People living in the isolated north of Gaza have revealed that children are going without food for days, as aid convoys are increasingly denied permits to enter thanks to Israeli army’s inhuman blockade. Some residents have resorted to grinding animal feed into flour to survive, but even stocks of those grains are now dwindling, they say.
People have also described digging down into the soil to access water pipes, for drinking and washing.
The UN has warned that acute malnutrition among young children in the north has risen sharply, and is now above the critical threshold of 15%.
The UN's humanitarian coordination agency, Ocha, says more than half the aid missions to the north of Gaza were denied access last month, and that there is increasing interference from Israeli forces in how and where aid is delivered.
It says 300,000 people estimated to be living in northern areas are largely cut off from assistance, and face a growing risk of famine.
A spokesman for the Israeli military agency tasked with coordinating aid access in Gaza said in a briefing last month that there was "no starvation in Gaza. Period." The agency, Cogat, has repeatedly said it does not limit the amount of humanitarian aid sent to Gaza.
The BBC spoke to three people living in Gaza City and Beit Lahia, and viewed footage and interviews filmed by local journalists in Jabalia.
Mahmoud Shalabi, a local medical aid worker in Beit Lahia, said people had been grinding grains used for animal feed into flour, but that even that was now running out.
"People are not finding it in the market," he said. "It's unavailable nowadays in the north of Gaza, and Gaza City."
He also said stocks of tinned food were disappearing.
"What we had was actually from the six or seven days of truce [in November], and whatever aid was allowed into the north of Gaza has actually been consumed by now. What people are eating right now is basically rice, and only rice."
The World Food Programme (WFP) told the BBC this week that four out of the last five aid convoys into the north had been stopped by Israeli forces, meaning a gap of two weeks between deliveries to Gaza City.
'Serious risk of famine'
"We know there is a very serious risk of famine in Gaza if we don't provide very significant volumes of food assistance on a regular basis," said the WFP regional chief, Matt Hollingworth.
The UN Office for the Coordination of Humanitarian Affairs (Ocha) said there had been a sharp increase in the number of aid missions denied access to northern Gaza: with 56% of deliveries denied access in January, up from 14% in October to December.

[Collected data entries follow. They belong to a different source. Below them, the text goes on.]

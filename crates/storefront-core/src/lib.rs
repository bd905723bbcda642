//! # Storefront Core
//!
//! Shared building blocks for the Storefront API:
//!
//! - [`errors`]: the application error type and its HTTP error policy
//! - [`pagination`]: page-based pagination parameters and metadata
//! - [`password`]: bcrypt password hashing and verification
//! - [`file_storage`]: storage backend for uploaded store assets
//! - [`serde`]: lenient deserializers for query-string values
//!
//! # Example
//!
//! ```ignore
//! use storefront_core::errors::AppError;
//! use storefront_core::pagination::PaginationParams;
//!
//! let error = AppError::not_found("Menu not found");
//! let params = PaginationParams::default();
//! let offset = params.offset();
//! ```

pub mod errors;
pub mod file_storage;
pub mod pagination;
pub mod password;
pub mod serde;

pub use errors::{AppError, ERROR_LOG_TARGET, ErrorResponse};
pub use file_storage::{FileStorage, LocalFileStorage, StorageError};
pub use pagination::{PaginationMeta, PaginationParams};
pub use password::{hash_password, verify_password};
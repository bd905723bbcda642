//! Transactional email delivery.
//!
//! Services depend on [`EmailSender`] only. [`SmtpEmailSender`] delivers
//! through lettre; [`LogEmailSender`] writes the message to the log and is
//! used when `SMTP_ENABLED` is off.

use async_trait::async_trait;
use lettre::message::{MultiPart, SinglePart, header};
use lettre::transport::smtp::authentication::Credentials;
use lettre::{Message, SmtpTransport, Transport};
use thiserror::Error;
use tracing::{info, instrument};

use storefront_config::EmailConfig;

#[derive(Debug, Error)]
pub enum EmailError {
    #[error("Invalid email address: {0}")]
    InvalidAddress(String),

    #[error("Failed to build email: {0}")]
    Build(String),

    #[error("Failed to send email: {0}")]
    Transport(String),

    #[error("Email task failed: {0}")]
    Join(#[from] tokio::task::JoinError),
}

#[derive(Debug, Clone, PartialEq, Eq)]
pub struct EmailMessage {
    pub to_email: String,
    pub to_name: String,
    pub subject: String,
    pub text_body: String,
    pub html_body: String,
}

impl EmailMessage {
    pub fn email_validation(to_email: &str, to_name: &str, validation_link: &str) -> Self {
        let text_body = format!(
            "Hi {},\n\n\
             Welcome to Storefront! Please confirm your email address:\n\
             {}\n\n\
             This link will expire in 24 hours.\n\n\
             Best regards,\n\
             Storefront Team",
            to_name, validation_link
        );
        let html_body = layout(
            "Confirm your email",
            &format!(
                r#"<p>Hi <strong>{}</strong>,</p>
<p>Welcome to Storefront! Please confirm your email address.</p>
<p><a href="{}" style="display: inline-block; padding: 12px 32px; background-color: #0F766E; color: #ffffff; text-decoration: none; border-radius: 6px;">Confirm email</a></p>
<p>This link will expire in 24 hours.</p>"#,
                to_name, validation_link
            ),
        );

        Self {
            to_email: to_email.to_string(),
            to_name: to_name.to_string(),
            subject: "Confirm your email".to_string(),
            text_body,
            html_body,
        }
    }

    pub fn password_recovery(to_email: &str, to_name: &str, code: &str, link: &str) -> Self {
        let text_body = format!(
            "Hi {},\n\n\
             Your password recovery code is: {}\n\n\
             You can also reset your password here:\n\
             {}\n\n\
             This code will expire in 1 hour.\n\n\
             If you didn't request this, please ignore this email.\n\n\
             Best regards,\n\
             Storefront Team",
            to_name, code, link
        );
        let html_body = layout(
            "Password recovery",
            &format!(
                r#"<p>Hi <strong>{}</strong>,</p>
<p>Your password recovery code is:</p>
<p style="font-size: 28px; letter-spacing: 6px; font-weight: bold;">{}</p>
<p>Or reset your password with <a href="{}">this link</a>.</p>
<p><strong>This code will expire in 1 hour.</strong></p>
<p>If you didn't request this, please ignore this email.</p>"#,
                to_name, code, link
            ),
        );

        Self {
            to_email: to_email.to_string(),
            to_name: to_name.to_string(),
            subject: "Password recovery".to_string(),
            text_body,
            html_body,
        }
    }

    pub fn password_changed(to_email: &str, to_name: &str) -> Self {
        let text_body = format!(
            "Hi {},\n\n\
             Your password has been changed.\n\n\
             If you didn't make this change, please contact support immediately.\n\n\
             Best regards,\n\
             Storefront Team",
            to_name
        );
        let html_body = layout(
            "Password changed",
            &format!(
                r#"<p>Hi <strong>{}</strong>,</p>
<p>Your password has been changed.</p>
<p>If you didn't make this change, please contact support immediately.</p>"#,
                to_name
            ),
        );

        Self {
            to_email: to_email.to_string(),
            to_name: to_name.to_string(),
            subject: "Your password was changed".to_string(),
            text_body,
            html_body,
        }
    }
}

fn layout(title: &str, content: &str) -> String {
    format!(
        r#"<!DOCTYPE html>
<html lang="en">
<head>
    <meta charset="UTF-8">
    <title>{}</title>
</head>
<body style="margin: 0; padding: 20px; font-family: Arial, sans-serif; background-color: #f4f4f4;">
    <table width="600" align="center" cellpadding="0" cellspacing="0" style="background-color: #ffffff; border-radius: 8px;">
        <tr>
            <td style="background-color: #0F766E; padding: 24px; text-align: center;">
                <h1 style="margin: 0; color: #ffffff;">Storefront</h1>
            </td>
        </tr>
        <tr>
            <td style="padding: 32px; color: #444444; font-size: 16px; line-height: 1.5;">
                <h2 style="margin-top: 0;">{}</h2>
                {}
            </td>
        </tr>
        <tr>
            <td style="padding: 16px; text-align: center; color: #999999; font-size: 12px;">
                This is an automated email from Storefront. Please do not reply.
            </td>
        </tr>
    </table>
</body>
</html>"#,
        title, title, content
    )
}

#[async_trait]
pub trait EmailSender: Send + Sync {
    async fn send(&self, message: EmailMessage) -> Result<(), EmailError>;
}

pub struct SmtpEmailSender {
    config: EmailConfig,
    transport: SmtpTransport,
}

impl SmtpEmailSender {
    pub fn new(config: EmailConfig) -> Result<Self, EmailError> {
        let transport = if config.smtp_username.is_empty() {
            SmtpTransport::builder_dangerous(&config.smtp_host)
                .port(config.smtp_port)
                .build()
        } else {
            let creds = Credentials::new(config.smtp_username.clone(), config.smtp_password.clone());

            SmtpTransport::relay(&config.smtp_host)
                .map_err(|e| EmailError::Transport(e.to_string()))?
                .port(config.smtp_port)
                .credentials(creds)
                .build()
        };

        Ok(Self { config, transport })
    }

    fn build(&self, message: &EmailMessage) -> Result<Message, EmailError> {
        let from = format!("{} <{}>", self.config.from_name, self.config.from_email);
        let to = format!("{} <{}>", message.to_name, message.to_email);

        Message::builder()
            .from(
                from.parse()
                    .map_err(|_| EmailError::InvalidAddress(self.config.from_email.clone()))?,
            )
            .to(to
                .parse()
                .map_err(|_| EmailError::InvalidAddress(message.to_email.clone()))?)
            .subject(message.subject.as_str())
            .multipart(
                MultiPart::alternative()
                    .singlepart(
                        SinglePart::builder()
                            .header(header::ContentType::TEXT_PLAIN)
                            .body(message.text_body.clone()),
                    )
                    .singlepart(
                        SinglePart::builder()
                            .header(header::ContentType::TEXT_HTML)
                            .body(message.html_body.clone()),
                    ),
            )
            .map_err(|e| EmailError::Build(e.to_string()))
    }
}

#[async_trait]
impl EmailSender for SmtpEmailSender {
    #[instrument(skip(self, message), fields(subject = %message.subject))]
    async fn send(&self, message: EmailMessage) -> Result<(), EmailError> {
        let email = self.build(&message)?;
        let mailer = self.transport.clone();

        tokio::task::spawn_blocking(move || mailer.send(&email))
            .await?
            .map_err(|e| EmailError::Transport(e.to_string()))?;

        info!("Email sent");
        Ok(())
    }
}

/// Writes outgoing mail to the log instead of delivering it.
#[derive(Debug, Default, Clone, Copy)]
pub struct LogEmailSender;

#[async_trait]
impl EmailSender for LogEmailSender {
    async fn send(&self, message: EmailMessage) -> Result<(), EmailError> {
        info!(
            to = %message.to_email,
            subject = %message.subject,
            body = %message.text_body,
            "SMTP disabled, email not delivered"
        );
        Ok(())
    }
}

#[cfg(test)]
mod tests {
    use super::*;

    fn config() -> EmailConfig {
        EmailConfig {
            enabled: true,
            smtp_host: "localhost".to_string(),
            smtp_port: 1025,
            smtp_username: String::new(),
            smtp_password: String::new(),
            from_email: "noreply@storefront.local".to_string(),
            from_name: "Storefront".to_string(),
            frontend_url: "http://localhost:5173".to_string(),
        }
    }

    #[test]
    fn test_templates_embed_links_and_codes() {
        let msg = EmailMessage::email_validation(
            "ada@shop.test",
            "Ada",
            "http://localhost:5173/email-validation/abc",
        );
        assert!(msg.text_body.contains("http://localhost:5173/email-validation/abc"));
        assert!(msg.html_body.contains("Ada"));

        let msg = EmailMessage::password_recovery("ada@shop.test", "Ada", "K4X9Q2ZD", "http://x");
        assert!(msg.text_body.contains("K4X9Q2ZD"));
        assert!(msg.html_body.contains("K4X9Q2ZD"));
    }

    #[test]
    fn test_build_rejects_invalid_recipient() {
        let sender = SmtpEmailSender::new(config()).unwrap();
        let msg = EmailMessage::password_changed("not an address", "Ada");
        assert!(matches!(
            sender.build(&msg),
            Err(EmailError::InvalidAddress(_))
        ));
    }

    #[test]
    fn test_build_valid_message() {
        let sender = SmtpEmailSender::new(config()).unwrap();
        let msg = EmailMessage::password_changed("ada@shop.test", "Ada");
        assert!(sender.build(&msg).is_ok());
    }

    #[tokio::test]
    async fn test_log_sender_always_succeeds() {
        let msg = EmailMessage::password_changed("ada@shop.test", "Ada");
        assert!(LogEmailSender.send(msg).await.is_ok());
    }
}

It also said the Israeli military "at times required justifications" for quantities of fuel destined for health facilities, and "imposed reductions on the volume of assistance, such as the quantity of food".
A famine risk assessment, carried out by several UN agencies, estimated that almost a third of residents in northern areas could now be facing a "catastrophic" lack of food, though restrictions on accessing the area make real-time measurements very difficult.
Families in northern areas are also struggling to find reliable water supplies.
"Many of us are now drinking unpotable water. There are no pipes; we have to dig for water," explained Mahmoud Salah in Beit Lahia.
Video filmed in the Jabalia neighbourhood north of Gaza City shows residents sitting among the rubble of bombed out streets, digging down into the earth to tap large underground water pipes.
"We get water here once every 15 days," Yusuf al-Ayoti said. "The water is dirty. Our children are inflamed and their teeth are eroded from the dirty water. There is sand in it, and it's very salty."
After four months of war, the makeshift solutions for bridging the hunger gaps are wearing thin. And there are few ways to restock Gaza's larder.
The territory was reliant on food aid before the war; now much of its agricultural industry has been ruined or abandoned.